Более того, объяснение, данное Хрущевым тем преступлениям, которые он признал, — болезненная подозрительность Сталина — скрывает наиболее характерный аспект тоталитарного террора, заключающийся в том, что его развязывают, когда уничтожена всякая организованная оппозиция и тоталитарный правитель знает, что ему уже нечего опасаться. Это особенно верно относительно того, что происходило в России. Сталин начал свои гигантские чистки не в 1928 г., когда признал, что «у нас есть внутренние враги», и когда действительно имел основания чего-то бояться (он знал, что Бухарин сравнивал его с Чингисханом и что тот был убежден: политика Сталина «вела страну к голоду, разрухе и полицейскому режиму»), [6] а в 1934 г., когда все бывшие оппозиционеры «признали свои ошибки» и сам Сталин на XVII съезде партии, названном им также «съездом победителей», заявил: «…на этом съезде — и доказывать нечего, да, пожалуй — и бить некого».[7] Нет никакого сомнения ни в сенсационном характере, ни в решающем политическом значении XX съезда партии для Советской России и для коммунистического движения в целом. Однако это именно политическое значение; свет, который проливают официальные источники после сталинской поры на то, что происходило в предшествующий период, это не свет правды.

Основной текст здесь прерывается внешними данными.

//! In-memory order book depth
//!
//! Maintains, per market, the aggregated price levels of resting orders
//! from a stream of order versions. Nothing here is persisted.
//!
//! Each level remembers the last known remaining size of every order at
//! its price, so an update applies only the difference instead of
//! re-aggregating the book:
//!
//! - order seen before at this price → `volume += new - old`
//! - order no longer resting → `volume -= old`, `count -= 1`
//! - level at zero volume or zero orders → removed
//!
//! Buy levels are kept best (highest) price first, sell levels best
//! (lowest) price first. Cumulative volume is left at zero here; readers
//! that need it compute it over the returned slice.

use std::collections::{BTreeMap, HashMap};
use std::sync::{PoisonError, RwLock};

use serde::{Deserialize, Serialize};
use tracing::trace;
use types::ids::{MarketId, OrderId};
use types::order::{Order, OrderStatus, OrderType, Side};

/// Aggregate of the resting orders at one price on one side.
#[derive(Debug, Clone, Default, PartialEq, Eq, Serialize, Deserialize)]
pub struct PriceLevel {
    pub price: u64,
    /// Total remaining size at this price.
    pub volume: u64,
    pub number_of_orders: u64,
    /// Running total from the best price down to this level. Only filled
    /// in by readers that ask for it.
    pub cumulative_volume: u64,
}

#[derive(Debug, Clone)]
struct Level {
    summary: PriceLevel,
    /// Order id → last known remaining size.
    orders: BTreeMap<OrderId, u64>,
}

impl Level {
    fn new(order: &Order) -> Self {
        let mut orders = BTreeMap::new();
        orders.insert(order.id.clone(), order.remaining);
        Self {
            summary: PriceLevel {
                price: order.price,
                volume: order.remaining,
                number_of_orders: 1,
                cumulative_volume: 0,
            },
            orders,
        }
    }

    fn apply(&mut self, order: &Order, resting: bool) {
        let previous = self.orders.get(&order.id).copied();
        match (previous, resting) {
            (Some(last), true) => {
                self.summary.volume = self
                    .summary
                    .volume
                    .saturating_sub(last)
                    .saturating_add(order.remaining);
                self.orders.insert(order.id.clone(), order.remaining);
            }
            (Some(last), false) => {
                self.summary.volume = self.summary.volume.saturating_sub(last);
                self.summary.number_of_orders = self.summary.number_of_orders.saturating_sub(1);
                self.orders.remove(&order.id);
            }
            (None, true) => {
                self.summary.volume = self.summary.volume.saturating_add(order.remaining);
                self.summary.number_of_orders += 1;
                self.orders.insert(order.id.clone(), order.remaining);
            }
            (None, false) => {}
        }
    }

    fn is_empty(&self) -> bool {
        self.summary.number_of_orders == 0 || self.summary.volume == 0
    }
}

/// Whether the order is one that never rests on a book at all.
fn never_rests(order: &Order) -> bool {
    !order.time_in_force.can_rest()
        || order.status == OrderStatus::Rejected
        || order.order_type == OrderType::Network
}

/// Whether this version of the order still contributes to its level.
fn is_resting(order: &Order) -> bool {
    order.remaining > 0 && !order.status.is_terminal()
}

/// Depth of one market.
#[derive(Debug, Clone)]
pub struct MarketDepth {
    pub market: MarketId,
    buy: Vec<Level>,
    sell: Vec<Level>,
}

impl MarketDepth {
    pub fn new(market: MarketId) -> Self {
        Self {
            market,
            buy: Vec::new(),
            sell: Vec::new(),
        }
    }

    /// Apply one order version.
    pub fn update(&mut self, order: &Order) {
        if never_rests(order) {
            trace!(market = %self.market, order_id = %order.id, "Order never rests, ignored by depth");
            return;
        }

        let resting = is_resting(order);
        let (levels, position) = match order.side {
            Side::BUY => {
                let position = self.buy.binary_search_by(|l| order.price.cmp(&l.summary.price));
                (&mut self.buy, position)
            }
            Side::SELL => {
                let position = self.sell.binary_search_by(|l| l.summary.price.cmp(&order.price));
                (&mut self.sell, position)
            }
        };

        match position {
            Ok(idx) => {
                levels[idx].apply(order, resting);
                if levels[idx].is_empty() {
                    levels.remove(idx);
                }
            }
            Err(idx) if resting => levels.insert(idx, Level::new(order)),
            Err(_) => {}
        }
    }

    /// Up to `limit` buy levels, best first (`0` = all).
    pub fn buy_side(&self, limit: usize) -> Vec<PriceLevel> {
        summarize(&self.buy, limit)
    }

    /// Up to `limit` sell levels, best first (`0` = all).
    pub fn sell_side(&self, limit: usize) -> Vec<PriceLevel> {
        summarize(&self.sell, limit)
    }

    pub fn is_empty(&self) -> bool {
        self.buy.is_empty() && self.sell.is_empty()
    }
}

fn summarize(levels: &[Level], limit: usize) -> Vec<PriceLevel> {
    let take = if limit == 0 { levels.len() } else { limit };
    levels.iter().take(take).map(|l| l.summary.clone()).collect()
}

/// Both sides of one market's book at a point in time.
#[derive(Debug, Clone, Default, PartialEq, Eq, Serialize, Deserialize)]
pub struct DepthSnapshot {
    pub market: MarketId,
    pub buy: Vec<PriceLevel>,
    pub sell: Vec<PriceLevel>,
}

impl DepthSnapshot {
    /// Fill in `cumulative_volume` on both sides.
    pub fn accumulate(&mut self) {
        accumulate(&mut self.buy);
        accumulate(&mut self.sell);
    }
}

/// Running total of volume from the best level outwards.
pub fn accumulate(levels: &mut [PriceLevel]) {
    let mut total = 0u64;
    for level in levels {
        total = total.saturating_add(level.volume);
        level.cumulative_volume = total;
    }
}

/// Depth for every market, shared between one writer and many readers.
#[derive(Debug, Default)]
pub struct DepthEngine {
    markets: RwLock<HashMap<MarketId, MarketDepth>>,
}

impl DepthEngine {
    pub fn new() -> Self {
        Self::default()
    }

    /// Apply one order version to its market's depth.
    pub fn update(&self, order: &Order) {
        let mut markets = self.markets.write().unwrap_or_else(PoisonError::into_inner);
        markets
            .entry(order.market.clone())
            .or_insert_with(|| MarketDepth::new(order.market.clone()))
            .update(order);
    }

    /// Apply a batch of order versions under one lock acquisition.
    pub fn update_batch<'a>(&self, orders: impl IntoIterator<Item = &'a Order>) {
        let mut markets = self.markets.write().unwrap_or_else(PoisonError::into_inner);
        for order in orders {
            markets
                .entry(order.market.clone())
                .or_insert_with(|| MarketDepth::new(order.market.clone()))
                .update(order);
        }
    }

    pub fn buy_side(&self, market: &MarketId, limit: usize) -> Vec<PriceLevel> {
        self.read(market, |depth| depth.buy_side(limit))
    }

    pub fn sell_side(&self, market: &MarketId, limit: usize) -> Vec<PriceLevel> {
        self.read(market, |depth| depth.sell_side(limit))
    }

    /// Both sides of `market`. An unknown market has an empty book.
    pub fn depth(&self, market: &MarketId, limit: usize) -> DepthSnapshot {
        let (buy, sell) = self.read(market, |depth| (depth.buy_side(limit), depth.sell_side(limit)));
        DepthSnapshot {
            market: market.clone(),
            buy,
            sell,
        }
    }

    fn read<R: Default>(&self, market: &MarketId, f: impl FnOnce(&MarketDepth) -> R) -> R {
        let markets = self.markets.read().unwrap_or_else(PoisonError::into_inner);
        markets.get(market).map(f).unwrap_or_default()
    }
}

Если говорить о нашем знании сталинской эпохи, то публикация Файнсодом смоленского архива, которую я уже упоминала, остается, несомненно, самой важной публикацией, и очень жаль, что за этой первой, во многом случайной, выборкой до сих пор не последовали более обширные публикации данного материала. Судя по книге Файнсода, мы можем многое узнать о борьбе Сталина за власть в период середины 20-х годов: нам сейчас известно, насколько шатким было положение партии,[8] причем не только потому, что дух открытой оппозиции преобладал в стране, но и в силу того, что партию разъедали коррупция и пьянство; отчетливо выраженный антисемитизм сопровождал почти все требования либерализации;[9] движение за коллективизацию и раскулачивание, начавшееся после 1928 г., в действительности прервало нэп — новую экономическую политику Ленина, а вместе с этим прервало начавшееся примирение между народом и его правительством;[10] этим мерам яростно и единодушно сопротивлялся весь класс крестьянства, решивший, что «лучше не родиться, чем вступить в колхоз»,[11] и не соглашавшийся быть разделенным на богатых, середняков и бедняков для того, чтобы его подняли против кулаков — [12] «есть кто-то, кто хуже этих кулаков и кто думает только о том, чтобы затравить людей»;[13] ситуация была не намного лучше в городах, где рабочие отказывались сотрудничать с профсоюзами, находившимися под контролем партии, и называли представителей руководства «отъевшимися чертями», «лживыми паразитами» и т. п.[14]